Bugbot pointed out that completedValue (volatile Object) used null as a sentinel for "not yet fired", and the whenComplete listener also stored null on exceptional completion. After exceptional completion a subsequent getFuture() entered the lock, saw pending == null (drained by the listener), and returned CompletableFuture.completedFuture(null) -- silently converting the exception into a null result. The run loop would then NPE on res.getClass(). Replace the null-sentinel pattern with an explicit volatile boolean isFired plus separate firedResult/firedThrowable fields. A new makeCompletedFuture() helper builds a fresh completed future mirroring whichever terminal state the aggregate reached. Adds a bug-proving test (getFutureFailsExceptionallyWhenAggregateFails- Exceptionally) that drives a manually-controlled condition to completeExceptionally and asserts both pre- and post-firing getFuture() results throw ExecutionException with the original cause. Verified the test fails on the pre-fix null-sentinel behavior ("expected ExecutionException, got normal completion").

kinyoklion · 2026-05-15T21:43:57Z

launchdarkly/cpp-sdks#531 (comment)

beekld

I really like this solution to the problem, but have a few comments about how it might be simplified / improved.

(Unfortunately, this will be more complicated in C++, since weak references aren't really built into the language.)
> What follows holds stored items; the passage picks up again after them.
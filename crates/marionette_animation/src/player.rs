use std::sync::Arc;

use slotmap::SlotMap;

use marionette_core::{AnimationError, BlendAccumulator, Result};

use crate::clip::AnimationClip;
use crate::playback::{PlaybackEvent, PlaybackState, sanitize_dt};
use crate::pose::Pose;
use crate::settings::PlayerSettings;
use crate::skeleton::Skeleton;

slotmap::new_key_type! {
    /// Handle to a playback state owned by an [`AnimationPlayer`].
    pub struct StateHandle;
}

/// Plays any number of clips (up to a fixed capacity) on one skeleton and
/// blends them by weight into a single pose.
///
/// Per bone, the states whose clips animate that bone contribute in
/// proportion to their weights; a bone no weighted state touches keeps its
/// bind-pose transform.
pub struct AnimationPlayer {
    skeleton: Arc<Skeleton>,
    states: SlotMap<StateHandle, PlaybackState>,
    max_states: usize,

    pose: Pose,
    accumulators: Vec<BlendAccumulator>,
    events: Vec<(StateHandle, PlaybackEvent)>,
}

impl AnimationPlayer {
    #[must_use]
    pub fn new(skeleton: Arc<Skeleton>) -> Self {
        Self::with_settings(skeleton, PlayerSettings::default())
    }

    #[must_use]
    pub fn with_settings(skeleton: Arc<Skeleton>, settings: PlayerSettings) -> Self {
        let bone_count = skeleton.bone_count();
        Self {
            pose: skeleton.bind_pose().clone(),
            accumulators: vec![BlendAccumulator::default(); bone_count],
            states: SlotMap::with_capacity_and_key(settings.max_states),
            max_states: settings.max_states,
            events: Vec::with_capacity(settings.max_states),
            skeleton,
        }
    }

    #[inline]
    #[must_use]
    pub fn skeleton(&self) -> &Arc<Skeleton> {
        &self.skeleton
    }

    /// The pose computed by the last [`update`](Self::update) or
    /// [`compute_pose`](Self::compute_pose); bind pose before the first one.
    #[inline]
    #[must_use]
    pub fn pose(&self) -> &Pose {
        &self.pose
    }

    #[inline]
    #[must_use]
    pub fn len(&self) -> usize {
        self.states.len()
    }

    #[inline]
    #[must_use]
    pub fn is_empty(&self) -> bool {
        self.states.is_empty()
    }

    #[inline]
    #[must_use]
    pub fn capacity(&self) -> usize {
        self.max_states
    }

    /// Starts playing `clip` with the given parameters.
    pub fn add_state(
        &mut self,
        clip: Arc<AnimationClip>,
        weight: f32,
        looping: bool,
        speed: f32,
    ) -> Result<StateHandle> {
        let state = PlaybackState::new(clip)
            .with_looping(looping)
            .with_speed(speed)
            .with_weight(weight);
        self.add_playback(state)
    }

    /// Adds a fully configured playback state.
    pub fn add_playback(&mut self, state: PlaybackState) -> Result<StateHandle> {
        if self.states.len() >= self.max_states {
            return Err(AnimationError::capacity("player states", self.max_states));
        }
        check_clip_fits(&self.skeleton, state.clip())?;

        let handle = self.states.insert(state);
        log::debug!("AnimationPlayer: added state {handle:?}");
        Ok(handle)
    }

    pub fn remove_state(&mut self, handle: StateHandle) -> Result<PlaybackState> {
        self.states.remove(handle).ok_or_else(|| invalid_handle(handle))
    }

    pub fn state(&self, handle: StateHandle) -> Result<&PlaybackState> {
        self.states.get(handle).ok_or_else(|| invalid_handle(handle))
    }

    pub fn state_mut(&mut self, handle: StateHandle) -> Result<&mut PlaybackState> {
        self.states.get_mut(handle).ok_or_else(|| invalid_handle(handle))
    }

    pub fn states(&self) -> impl Iterator<Item = (StateHandle, &PlaybackState)> {
        self.states.iter()
    }

    #[inline]
    #[must_use]
    pub fn contains(&self, handle: StateHandle) -> bool {
        self.states.contains_key(handle)
    }

    // ========================================================================
    // Mutators (take effect on the next update)
    // ========================================================================

    pub fn set_weight(&mut self, handle: StateHandle, weight: f32) -> Result<()> {
        self.state_mut(handle)?.weight = weight;
        Ok(())
    }

    pub fn set_speed(&mut self, handle: StateHandle, speed: f32) -> Result<()> {
        self.state_mut(handle)?.speed = speed;
        Ok(())
    }

    pub fn set_loop(&mut self, handle: StateHandle, looping: bool) -> Result<()> {
        self.state_mut(handle)?.looping = looping;
        Ok(())
    }

    pub fn set_time(&mut self, handle: StateHandle, time: f32) -> Result<()> {
        self.state_mut(handle)?.set_time(time);
        Ok(())
    }

    pub fn play(&mut self, handle: StateHandle) -> Result<()> {
        self.state_mut(handle)?.playing = true;
        Ok(())
    }

    pub fn pause(&mut self, handle: StateHandle) -> Result<()> {
        self.state_mut(handle)?.playing = false;
        Ok(())
    }

    /// Pauses and rewinds.
    pub fn stop(&mut self, handle: StateHandle) -> Result<()> {
        self.state_mut(handle)?.stop();
        Ok(())
    }

    /// Rewinds without changing the play flag; clears the finished latch.
    pub fn rewind(&mut self, handle: StateHandle) -> Result<()> {
        self.state_mut(handle)?.rewind();
        Ok(())
    }

    // ========================================================================
    // Per-frame
    // ========================================================================

    /// Advances every playing state, then recomputes the blended pose.
    pub fn update(&mut self, dt: f32) {
        self.advance(dt);
        self.compute_pose();
    }

    /// Advances every playing state's time cursor by `dt`. Negative or
    /// non-finite deltas leave every cursor where it is.
    pub fn advance(&mut self, dt: f32) {
        let dt = sanitize_dt(dt);
        self.events.clear();
        for (handle, state) in &mut self.states {
            if let Some(event) = state.advance(dt) {
                log::trace!("AnimationPlayer: {handle:?} {event:?}");
                self.events.push((handle, event));
            }
        }
    }

    /// Samples every state with positive weight at its current time and
    /// blends the results. Paused states still contribute their held pose.
    pub fn compute_pose(&mut self) {
        for acc in &mut self.accumulators {
            acc.clear();
        }

        let bind = self.skeleton.bind_pose();
        for state in self.states.values_mut() {
            state.accumulate(bind, &mut self.accumulators);
        }

        let out = self.pose.transforms_mut();
        for (bone, acc) in self.accumulators.iter().enumerate() {
            out[bone] = acc.resolve().unwrap_or(bind.transforms()[bone]);
        }
    }

    /// Events raised by the most recent [`advance`](Self::advance).
    #[inline]
    #[must_use]
    pub fn events(&self) -> &[(StateHandle, PlaybackEvent)] {
        &self.events
    }

    /// Hands the pending events to the caller, leaving the queue empty.
    pub fn drain_events(&mut self) -> std::vec::Drain<'_, (StateHandle, PlaybackEvent)> {
        self.events.drain(..)
    }
}

fn invalid_handle(handle: StateHandle) -> AnimationError {
    use slotmap::Key;
    // The slot index is the low half of the packed key.
    AnimationError::invalid("player state", (handle.data().as_ffi() & 0xffff_ffff) as usize)
}

/// Rejects clips that animate bones the skeleton does not have.
pub(crate) fn check_clip_fits(skeleton: &Skeleton, clip: &AnimationClip) -> Result<()> {
    match clip.max_bone() {
        Some(max) if max >= skeleton.bone_count() => Err(AnimationError::SkeletonMismatch {
            expected: skeleton.bone_count(),
            found: max + 1,
        }),
        _ => Ok(()),
    }
}
use std::sync::Arc;

use tracing::info;

use super::domain::{FitReport, FitRequest, RequestError};
use crate::fuzzy::{CandidateSignals, FitOutcome, FuzzyError, InferenceEngine};

/// Service wrapping a validated engine shared read-only across handlers.
pub struct FitScoringService {
    engine: Arc<InferenceEngine>,
}

impl FitScoringService {
    pub fn new(engine: Arc<InferenceEngine>) -> Self {
        Self { engine }
    }

    /// Builds and validates the standard variables and rules. Fails on any inconsistency.
    pub fn standard(resolution: f64) -> Result<Self, FuzzyError> {
        let engine = InferenceEngine::standard(resolution)?;
        info!(
            rules = engine.rules().len(),
            resolution, "fuzzy rule base validated"
        );
        Ok(Self::new(Arc::new(engine)))
    }

    pub fn engine(&self) -> &InferenceEngine {
        &self.engine
    }

    /// Validate a request and score it with the full audit trail.
    pub fn score(&self, request: &FitRequest) -> Result<FitReport, ScoringServiceError> {
        let signals = request.signals()?;
        self.score_signals(signals)
    }

    pub fn score_signals(
        &self,
        signals: CandidateSignals,
    ) -> Result<FitReport, ScoringServiceError> {
        let inference = self.engine.evaluate(&signals)?;
        let report = FitReport::from_inference(signals, inference);

        info!(
            fit_score = report.fit_score,
            outcome = report.outcome.label(),
            "candidate scored"
        );
        Ok(report)
    }

    /// Score and outcome only, as returned by the legacy predict endpoint.
    pub fn predict(
        &self,
        request: &FitRequest,
    ) -> Result<(f64, FitOutcome), ScoringServiceError> {
        let report = self.score(request)?;
        if report.outcome == FitOutcome::NoRuleFired {
            info!("predict returning fallback score");
        }
        Ok((report.fit_score, report.outcome))
    }
}

/// Error raised by the scoring service.
#[derive(Debug, thiserror::Error)]
pub enum ScoringServiceError {
    #[error(transparent)]
    Request(#[from] RequestError),
    #[error(transparent)]
    Engine(#[from] FuzzyError),
}
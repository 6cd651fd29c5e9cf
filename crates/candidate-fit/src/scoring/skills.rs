use std::collections::BTreeSet;

fn skill_set(raw: &str) -> BTreeSet<String> {
    raw.split(',')
        .map(|skill| skill.trim().to_lowercase())
        .filter(|skill| !skill.is_empty())
        .collect()
}

/// Percentage (0-100, whole number) of required skills present in the candidate list.
///
/// Both inputs are comma separated and compared case-insensitively. Blank
/// entries are dropped rather than counted as a skill named "", so an empty
/// requirement list is fully matched instead of scoring 0.
pub fn skill_match_percentage(candidate: &str, required: &str) -> f64 {
    let required = skill_set(required);
    if required.is_empty() {
        return 100.0;
    }

    let candidate = skill_set(candidate);
    let matched = required.intersection(&candidate).count();
    (matched as f64 / required.len() as f64 * 100.0).round()
}
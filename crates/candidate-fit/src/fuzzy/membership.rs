use super::FuzzyError;

/// Triangular membership function described by its three break points.
///
/// The function is zero outside `[a, c]`, rises linearly over `[a, b]`, peaks at
/// `b` and falls linearly over `[b, c]`. Collapsed flanks (`a == b` or `b == c`)
/// behave as steps so shoulder sets such as `Extensive` or `Top Candidate` keep a
/// full degree at the edge of their universe.
#[derive(Debug, Clone, Copy, PartialEq)]
pub struct Triangular {
    a: f64,
    b: f64,
    c: f64,
}

impl Triangular {
    pub fn new(a: f64, b: f64, c: f64) -> Result<Self, FuzzyError> {
        let finite = a.is_finite() && b.is_finite() && c.is_finite();
        if !finite || a > b || b > c {
            return Err(FuzzyError::InvalidMembership { a, b, c });
        }

        Ok(Self { a, b, c })
    }

    pub fn points(&self) -> (f64, f64, f64) {
        (self.a, self.b, self.c)
    }

    /// Closed interval on which the function can be non-zero.
    pub fn support(&self) -> (f64, f64) {
        (self.a, self.c)
    }

    pub fn degree(&self, x: f64) -> f64 {
        if x.is_nan() || x < self.a || x > self.c {
            return 0.0;
        }
        if x == self.b {
            return 1.0;
        }

        let degree = if x < self.b {
            (x - self.a) / (self.b - self.a)
        } else {
            (self.c - x) / (self.c - self.b)
        };

        degree.clamp(0.0, 1.0)
    }
}
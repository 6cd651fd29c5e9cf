use std::sync::OnceLock;

use serde::{Deserialize, Serialize};
use tracing::{debug, warn};

use super::profile;
use super::registry::{VariableRegistry, DEFAULT_RESOLUTION};
use super::rules::{RuleActivation, RuleBase};
use super::variable::VariableId;
use super::FuzzyError;

/// Crisp inputs consumed by the engine.
#[derive(Debug, Clone, Copy, PartialEq, Serialize, Deserialize)]
pub struct CandidateSignals {
    pub experience: f64,
    pub skill_match: f64,
    pub education: f64,
    pub cgpa: f64,
    pub projects: u32,
}

impl CandidateSignals {
    pub fn profile_strength(&self) -> f64 {
        profile::aggregate(self.cgpa, self.projects)
    }

    fn crisp(&self, variable: VariableId) -> f64 {
        match variable {
            VariableId::Experience => self.experience,
            VariableId::SkillMatch => self.skill_match,
            VariableId::Education => self.education,
            VariableId::ProfileStrength => self.profile_strength(),
            VariableId::CandidateFit => f64::NAN,
        }
    }
}

/// Whether the aggregated output region carried any mass.
#[derive(Debug, Clone, Copy, PartialEq, Eq, Serialize, Deserialize)]
#[serde(rename_all = "snake_case")]
pub enum FitOutcome {
    Scored,
    /// Every rule had zero strength; the score is the `0.0` fallback.
    NoRuleFired,
}

impl FitOutcome {
    pub fn label(&self) -> &'static str {
        match self {
            FitOutcome::Scored => "scored",
            FitOutcome::NoRuleFired => "no_rule_fired",
        }
    }
}

/// Full result of one inference, including the per-rule audit trail.
#[derive(Debug, Clone, PartialEq, Serialize)]
pub struct FitInference {
    pub score: f64,
    pub outcome: FitOutcome,
    pub profile_strength: f64,
    #[serde(skip_serializing_if = "Option::is_none")]
    pub dominant_label: Option<String>,
    pub activations: Vec<RuleActivation>,
}

/// Mamdani inference over an immutable registry and rule base.
#[derive(Debug, Clone, PartialEq)]
pub struct InferenceEngine {
    registry: VariableRegistry,
    rules: RuleBase,
}

impl InferenceEngine {
    pub fn new(registry: VariableRegistry, rules: RuleBase) -> Self {
        Self { registry, rules }
    }

    /// Standard variables and rules, validated once. `resolution` is the output sampling step.
    pub fn standard(resolution: f64) -> Result<Self, FuzzyError> {
        let registry = VariableRegistry::standard(resolution)?;
        let rules = RuleBase::standard(&registry)?;
        Ok(Self::new(registry, rules))
    }

    pub fn registry(&self) -> &VariableRegistry {
        &self.registry
    }

    pub fn rules(&self) -> &RuleBase {
        &self.rules
    }

    pub fn resolution(&self) -> f64 {
        self.registry.output().universe().step()
    }

    pub fn evaluate(&self, signals: &CandidateSignals) -> Result<FitInference, FuzzyError> {
        let profile_strength = signals.profile_strength();

        for variable in VariableId::INPUTS {
            let value = signals.crisp(variable);
            if !self.registry.variable(variable).universe().contains(value) {
                debug!(%variable, value, "input outside nominal universe");
            }
        }

        let activations = self
            .rules
            .fire(|variable, label| {
                self.registry
                    .membership(variable, label, signals.crisp(variable))
            })?;

        let (score, outcome) = self.defuzzify(&activations);
        let dominant_label = self.dominant_label(&activations);

        match outcome {
            FitOutcome::Scored => debug!(
                score,
                profile_strength,
                dominant = dominant_label.as_deref().unwrap_or("-"),
                "candidate fit inferred"
            ),
            FitOutcome::NoRuleFired => warn!(
                experience = signals.experience,
                skill_match = signals.skill_match,
                education = signals.education,
                profile_strength,
                "no fuzzy rule fired; using fallback score"
            ),
        }

        Ok(FitInference {
            score,
            outcome,
            profile_strength,
            dominant_label,
            activations,
        })
    }

    /// Centroid of the aggregated output region, rounded to two decimals.
    ///
    /// Each output label is clipped at the strongest activation targeting it and
    /// the region is the pointwise maximum of the clipped sets. An empty region
    /// yields `(0.0, NoRuleFired)`.
    pub fn defuzzify(&self, activations: &[RuleActivation]) -> (f64, FitOutcome) {
        let output = self.registry.output();
        let clipped: Vec<_> = output
            .labels()
            .filter_map(|label| {
                let set = output.term(label)?;
                Some((set, clip_strength(activations, label)))
            })
            .filter(|(_, clip)| *clip > 0.0)
            .collect();

        let mut weighted = 0.0;
        let mut area = 0.0;
        for y in output.universe().samples() {
            let height = clipped
                .iter()
                .map(|(set, clip)| clip.min(set.degree(y)))
                .fold(0.0, f64::max);
            weighted += y * height;
            area += height;
        }

        if area <= 0.0 {
            return (0.0, FitOutcome::NoRuleFired);
        }

        (round_to_cents(weighted / area), FitOutcome::Scored)
    }

    fn dominant_label(&self, activations: &[RuleActivation]) -> Option<String> {
        let mut best: Option<(&str, f64)> = None;
        for label in self.registry.output().labels() {
            let clip = clip_strength(activations, label);
            if clip > best.map_or(0.0, |(_, strength)| strength) {
                best = Some((label, clip));
            }
        }
        best.map(|(label, _)| label.to_string())
    }
}

fn clip_strength(activations: &[RuleActivation], label: &str) -> f64 {
    activations
        .iter()
        .filter(|activation| activation.consequent == label)
        .map(|activation| activation.strength)
        .fold(0.0, f64::max)
}

fn round_to_cents(value: f64) -> f64 {
    (value * 100.0).round() / 100.0
}

static STANDARD_ENGINE: OnceLock<InferenceEngine> = OnceLock::new();

/// Process-wide engine at the default resolution, built on first use.
pub fn standard_engine() -> Result<&'static InferenceEngine, FuzzyError> {
    if let Some(engine) = STANDARD_ENGINE.get() {
        return Ok(engine);
    }

    let engine = InferenceEngine::standard(DEFAULT_RESOLUTION)?;
    Ok(STANDARD_ENGINE.get_or_init(|| engine))
}

/// Scores one candidate with the standard engine.
pub fn infer(
    experience: f64,
    skill_match: f64,
    education: f64,
    cgpa: f64,
    projects: u32,
) -> Result<f64, FuzzyError> {
    let signals = CandidateSignals {
        experience,
        skill_match,
        education,
        cgpa,
        projects,
    };
    Ok(standard_engine()?.evaluate(&signals)?.score)
}
/// Projects beyond this count no longer raise the profile strength.
pub const PROJECT_CAP: u32 = 5;

/// Folds the academic score (0-10 scale) and project count into `profile_strength`.
///
/// Half of the range comes from the CGPA and half from projects. Values outside
/// the nominal CGPA scale are not rejected and flow through arithmetically.
pub fn aggregate(cgpa: f64, projects: u32) -> f64 {
    let cgpa_score = (cgpa / 10.0) * 5.0;
    let project_score = f64::from(projects.min(PROJECT_CAP));
    cgpa_score + project_score
}
use std::io::{Read, Write};
use std::path::Path;

use serde::{Deserialize, Serialize};
use tracing::{debug, info};

use crate::fuzzy::{CandidateSignals, FitOutcome, FuzzyError, InferenceEngine};

#[derive(Debug)]
pub enum BatchScoringError {
    Io(std::io::Error),
    Csv(csv::Error),
    Engine { candidate: String, source: FuzzyError },
}

impl std::fmt::Display for BatchScoringError {
    fn fmt(&self, f: &mut std::fmt::Formatter<'_>) -> std::fmt::Result {
        match self {
            BatchScoringError::Io(err) => write!(f, "failed to read candidate file: {}", err),
            BatchScoringError::Csv(err) => write!(f, "invalid candidate CSV data: {}", err),
            BatchScoringError::Engine { candidate, source } => {
                write!(f, "could not score candidate '{}': {}", candidate, source)
            }
        }
    }
}

impl std::error::Error for BatchScoringError {
    fn source(&self) -> Option<&(dyn std::error::Error + 'static)> {
        match self {
            BatchScoringError::Io(err) => Some(err),
            BatchScoringError::Csv(err) => Some(err),
            BatchScoringError::Engine { source, .. } => Some(source),
        }
    }
}

impl From<std::io::Error> for BatchScoringError {
    fn from(err: std::io::Error) -> Self {
        Self::Io(err)
    }
}

impl From<csv::Error> for BatchScoringError {
    fn from(err: csv::Error) -> Self {
        Self::Csv(err)
    }
}

#[derive(Debug, Deserialize)]
struct CandidateRow {
    #[serde(rename = "candidate")]
    name: String,
    experience: f64,
    skill_match: f64,
    education: f64,
    cgpa: f64,
    projects: u32,
}

/// One scored CSV row.
#[derive(Debug, Clone, PartialEq, Serialize)]
pub struct ScoredCandidate {
    pub candidate: String,
    pub fit_score: f64,
    pub outcome: FitOutcome,
    pub dominant_label: Option<String>,
}

/// Totals of a batch run.
#[derive(Debug, Clone, PartialEq, Default)]
pub struct BatchSummary {
    pub scored: usize,
    pub no_rule_fired: usize,
}

/// Scores candidates read from CSV with headers
/// `candidate,experience,skill_match,education,cgpa,projects`.
pub struct BatchScorer<'a> {
    engine: &'a InferenceEngine,
}

impl<'a> BatchScorer<'a> {
    pub fn new(engine: &'a InferenceEngine) -> Self {
        Self { engine }
    }

    pub fn score_path<P: AsRef<Path>>(
        &self,
        path: P,
    ) -> Result<Vec<ScoredCandidate>, BatchScoringError> {
        let file = std::fs::File::open(path)?;
        self.score_reader(file)
    }

    pub fn score_reader<R: Read>(
        &self,
        reader: R,
    ) -> Result<Vec<ScoredCandidate>, BatchScoringError> {
        let mut csv_reader = csv::ReaderBuilder::new()
            .trim(csv::Trim::All)
            .from_reader(reader);

        let mut scored = Vec::new();
        for row in csv_reader.deserialize::<CandidateRow>() {
            let row = row?;
            let signals = CandidateSignals {
                experience: row.experience,
                skill_match: row.skill_match,
                education: row.education,
                cgpa: row.cgpa,
                projects: row.projects,
            };
            let inference = self
                .engine
                .evaluate(&signals)
                .map_err(|source| BatchScoringError::Engine {
                    candidate: row.name.clone(),
                    source,
                })?;

            debug!(candidate = %row.name, score = inference.score, "batch row scored");
            scored.push(ScoredCandidate {
                candidate: row.name,
                fit_score: inference.score,
                outcome: inference.outcome,
                dominant_label: inference.dominant_label,
            });
        }

        Ok(scored)
    }

    /// Scores every row and writes `candidate,fit_score,outcome,dominant_label`.
    pub fn score_to_writer<R: Read, W: Write>(
        &self,
        reader: R,
        writer: W,
    ) -> Result<BatchSummary, BatchScoringError> {
        let rows = self.score_reader(reader)?;
        let mut csv_writer = csv::Writer::from_writer(writer);
        let mut summary = BatchSummary::default();

        for row in &rows {
            if row.outcome == FitOutcome::NoRuleFired {
                summary.no_rule_fired += 1;
            }
            summary.scored += 1;
            csv_writer.serialize(row)?;
        }
        csv_writer.flush()?;

        info!(
            scored = summary.scored,
            no_rule_fired = summary.no_rule_fired,
            "batch scoring complete"
        );
        Ok(summary)
    }
}
//! Candidate fit scoring.
//!
//! The [`fuzzy`] module holds the inference engine; [`scoring`] wraps it with
//! request validation, HTTP routes and batch scoring. Configuration, telemetry
//! and the application error type are shared with the API service.

pub mod config;
pub mod error;
pub mod fuzzy;
pub mod scoring;
pub mod telemetry;
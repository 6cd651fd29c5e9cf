//! Request handling around the fuzzy engine: input validation, the scoring
//! service, HTTP routes, and CSV batch scoring.

pub mod batch;
pub mod domain;
pub mod router;
pub mod service;
pub mod skills;

#[cfg(test)]
mod tests;

pub use batch::{BatchScorer, BatchScoringError, BatchSummary, ScoredCandidate};
pub use domain::{FitReport, FitRequest, RequestError};
pub use router::fit_router;
pub use service::{FitScoringService, ScoringServiceError};
pub use skills::skill_match_percentage;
beekld · 2026-05-15T22:27:57Z

+         * true. Written under {@code lock}; readable without the lock once
+         * {@code isFired} has been observed true (volatile happens-before).
+         */
+        private Object firedResult;


Do we really need firedResult and firedThrowable? It seems like if isFired = true, then we can read aggregate.getNow(null) to get the result/throwable. It's safe to call that without a lock if the future is complete, and it means we don't have to worry about getting the order of setting them correct.

Actually, wouldn't it even be safe for makeCompletedFuture to just return aggregate if isFired == true? It won't grow unbounded, because whatever continuations get added to it will be fired and removed immediately.

Done in a6c7c36. Returning aggregate directly when aggregate.isDone() == true -- continuations registered on an already-completed CompletableFuture fire synchronously at registration and cleanStack removes them immediately, so the original per-iteration accumulation can't re-occur in the post-completion path. Dropped isFired, firedResult, firedThrowable, and makeCompletedFuture().

beekld · 2026-05-15T22:35:14Z

+         * (and all pending entries have been drained). Mutated only under
+         * {@code lock}.
+         */
+        private List<WeakReference<CompletableFuture<Object>>> pending = new ArrayList<>();


I guess it's an improvement to store an empty WeakReference<CompletableFuture<Object>> instead of an unresolved CompletableFuture<Object>, but won't this list still grow unbounded? Maybe we should use a WeakHashMap instead, so the collection itself gets automatically pruned?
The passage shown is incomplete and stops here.